//! Team aggregation.
//!
//! Folds newly discovered tournaments into a team's running table:
//! 1. Discover the team's tournaments upstream
//! 2. Skip the ones already processed
//! 3. Fetch, parse and tabulate each new tournament, merging as it goes
//! 4. Recompute scores and commit to the [`TeamStore`]

mod store;

pub use store::*;

use std::collections::HashSet;
use std::sync::Arc;
use std::time::Duration;

use async_trait::async_trait;
use chrono::Utc;
use thiserror::Error;
use tracing::{debug, info, warn};

use crate::calculate::{tabulate, Tabulation};
use crate::fetch::FetchError;
use crate::models::{TeamRef, TeamTable, TournamentId};
use crate::pgn;

/// Errors that can occur while refreshing a team.
#[derive(Debug, Error)]
pub enum AggregateError {
    #[error("No team found matching '{0}'")]
    UnknownTeam(String),

    #[error("Team '{0}' is already being refreshed")]
    RefreshInProgress(String),

    #[error("Fetch error: {0}")]
    Fetch(#[from] FetchError),

    #[error("Fetching tournament {tournament} failed after {merged} new tournament(s) were merged: {source}")]
    TournamentFetch {
        tournament: TournamentId,
        merged: usize,
        #[source]
        source: FetchError,
    },
}

/// Upstream collaborators the aggregator depends on.
#[async_trait]
pub trait TournamentSource: Send + Sync {
    /// Resolve a user-typed fragment to a canonical team (first match).
    async fn resolve_team(&self, fragment: &str) -> Result<Option<TeamRef>, FetchError>;

    /// All tournament IDs of a team, in discovery order.
    async fn list_tournaments(&self, team: &TeamRef) -> Result<Vec<TournamentId>, FetchError>;

    /// Raw PGN blocks of one tournament, one per game.
    async fn fetch_games(&self, tournament: &TournamentId) -> Result<Vec<String>, FetchError>;
}

/// Receives human-readable progress text during a refresh.
#[async_trait]
pub trait ProgressSink: Send {
    async fn report(&mut self, text: &str);
}

/// Discards progress.
#[derive(Debug, Default, Clone, Copy)]
pub struct NoProgress;

#[async_trait]
impl ProgressSink for NoProgress {
    async fn report(&mut self, _text: &str) {}
}

/// Format the progress line sent after each tournament.
pub fn progress_text(done: usize, total: usize) -> String {
    format!("Fortschritt: {}/{}", done, total)
}

/// Outcome of a successful refresh.
#[derive(Debug, Clone)]
pub struct RefreshReport {
    pub team: TeamRef,
    pub table: TeamTable,
    /// Tournaments folded in by this refresh
    pub new_tournaments: usize,
    /// Of those, how many had no games
    pub empty_tournaments: usize,
}

impl RefreshReport {
    /// True when there was nothing new to fold in.
    pub fn up_to_date(&self) -> bool {
        self.new_tournaments == 0
    }
}

/// Incrementally maintains per-team tables.
#[derive(Clone)]
pub struct TeamAggregator {
    source: Arc<dyn TournamentSource>,
    store: Arc<TeamStore>,
}

impl TeamAggregator {
    pub fn new(source: Arc<dyn TournamentSource>, store: Arc<TeamStore>) -> Self {
        Self { source, store }
    }

    pub fn store(&self) -> &TeamStore {
        &self.store
    }

    /// Resolve a team fragment to its canonical identity.
    pub async fn resolve(&self, fragment: &str) -> Result<TeamRef, AggregateError> {
        self.source
            .resolve_team(fragment)
            .await?
            .ok_or_else(|| AggregateError::UnknownTeam(fragment.to_string()))
    }

    /// Resolve a fragment and refresh that team.
    pub async fn refresh(
        &self,
        fragment: &str,
        progress: &mut dyn ProgressSink,
    ) -> Result<RefreshReport, AggregateError> {
        let team = self.resolve(fragment).await?;
        self.refresh_team(&team, progress).await
    }

    /// Fold every not-yet-processed tournament of `team` into its table.
    ///
    /// On a failed tournament fetch, tournaments merged before it are kept
    /// and committed; the failed one and everything after it stay
    /// unprocessed, and the table is marked stale so the next cached read
    /// retries them.
    pub async fn refresh_team(
        &self,
        team: &TeamRef,
        progress: &mut dyn ProgressSink,
    ) -> Result<RefreshReport, AggregateError> {
        let _guard = self
            .store
            .try_begin_refresh(&team.name)
            .ok_or_else(|| AggregateError::RefreshInProgress(team.name.clone()))?;

        let discovered = self.source.list_tournaments(team).await?;
        let processed = self.store.processed(&team.name);

        let mut seen = HashSet::new();
        let new_tournaments: Vec<TournamentId> = discovered
            .into_iter()
            .filter(|id| !processed.contains(id) && seen.insert(id.clone()))
            .collect();

        let mut table = self
            .store
            .get(&team.name)
            .unwrap_or_else(|| TeamTable::new(team.name.clone()));

        if new_tournaments.is_empty() {
            info!("Team {} is up to date", team.name);
            self.store
                .commit(&team.name, table.clone(), Vec::new(), Some(Utc::now()));
            return Ok(RefreshReport {
                team: team.clone(),
                table,
                new_tournaments: 0,
                empty_tournaments: 0,
            });
        }

        let total = new_tournaments.len();
        info!("Team {}: {} new tournament(s) to process", team.name, total);

        let mut completed: Vec<TournamentId> = Vec::with_capacity(total);
        let mut empty_tournaments = 0;
        let mut failure: Option<(TournamentId, FetchError)> = None;

        for id in new_tournaments {
            let blocks = match self.source.fetch_games(&id).await {
                Ok(blocks) => blocks,
                Err(e) => {
                    warn!("Team {}: fetching tournament {} failed: {}", team.name, id, e);
                    failure = Some((id, e));
                    break;
                }
            };

            let games = pgn::parse_games(&blocks);
            match tabulate(&games) {
                Tabulation::NoData => {
                    debug!("Tournament {} has no games", id);
                    empty_tournaments += 1;
                }
                Tabulation::Table(tournament_table) => {
                    debug!(
                        "Tournament {}: {} games, {} players",
                        id,
                        games.len(),
                        tournament_table.len()
                    );
                    table.merge(tournament_table);
                }
            }

            completed.push(id);
            progress.report(&progress_text(completed.len(), total)).await;
        }

        table.recompute_scores();
        let merged = completed.len();

        match failure {
            Some((tournament, source)) => {
                self.store.commit(&team.name, table, completed, None);
                Err(AggregateError::TournamentFetch {
                    tournament,
                    merged,
                    source,
                })
            }
            None => {
                self.store
                    .commit(&team.name, table.clone(), completed, Some(Utc::now()));
                info!(
                    "Team {}: merged {} tournament(s), {} players, {} results",
                    team.name,
                    merged,
                    table.len(),
                    table.total_results()
                );
                Ok(RefreshReport {
                    team: team.clone(),
                    table,
                    new_tournaments: merged,
                    empty_tournaments,
                })
            }
        }
    }

    /// The cached table if it was completely refreshed less than `max_age` ago.
    pub fn fresh_table(&self, team: &TeamRef, max_age: Duration) -> Option<TeamTable> {
        let table = self.store.get(&team.name)?;
        let at = self.store.refreshed_at(&team.name)?;
        // A negative age (clock moved backwards) counts as fresh
        Utc::now()
            .signed_duration_since(at)
            .to_std()
            .map_or(true, |age| age < max_age)
            .then_some(table)
    }

    /// The cached table when it is younger than `max_age`, otherwise a
    /// refreshed one. The flag is true when a refresh ran.
    pub async fn table_for(
        &self,
        team: &TeamRef,
        max_age: Duration,
        progress: &mut dyn ProgressSink,
    ) -> Result<(TeamTable, bool), AggregateError> {
        if self.store.is_refreshing(&team.name) {
            return Err(AggregateError::RefreshInProgress(team.name.clone()));
        }

        if let Some(table) = self.fresh_table(team, max_age) {
            debug!("Serving team {} from cache", team.name);
            return Ok((table, false));
        }

        let report = self.refresh_team(team, progress).await?;
        Ok((report.table, true))
    }
}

PROBLEM TO WORK ON:
"discovered" is the word to look for; copy every line of the data that has it.

REPLY TO THE EXERCISE:
//! Folds newly discovered tournaments into a team's running table:
        let discovered = self.source.list_tournaments(team).await?;
        let new_tournaments: Vec<TournamentId> = discovered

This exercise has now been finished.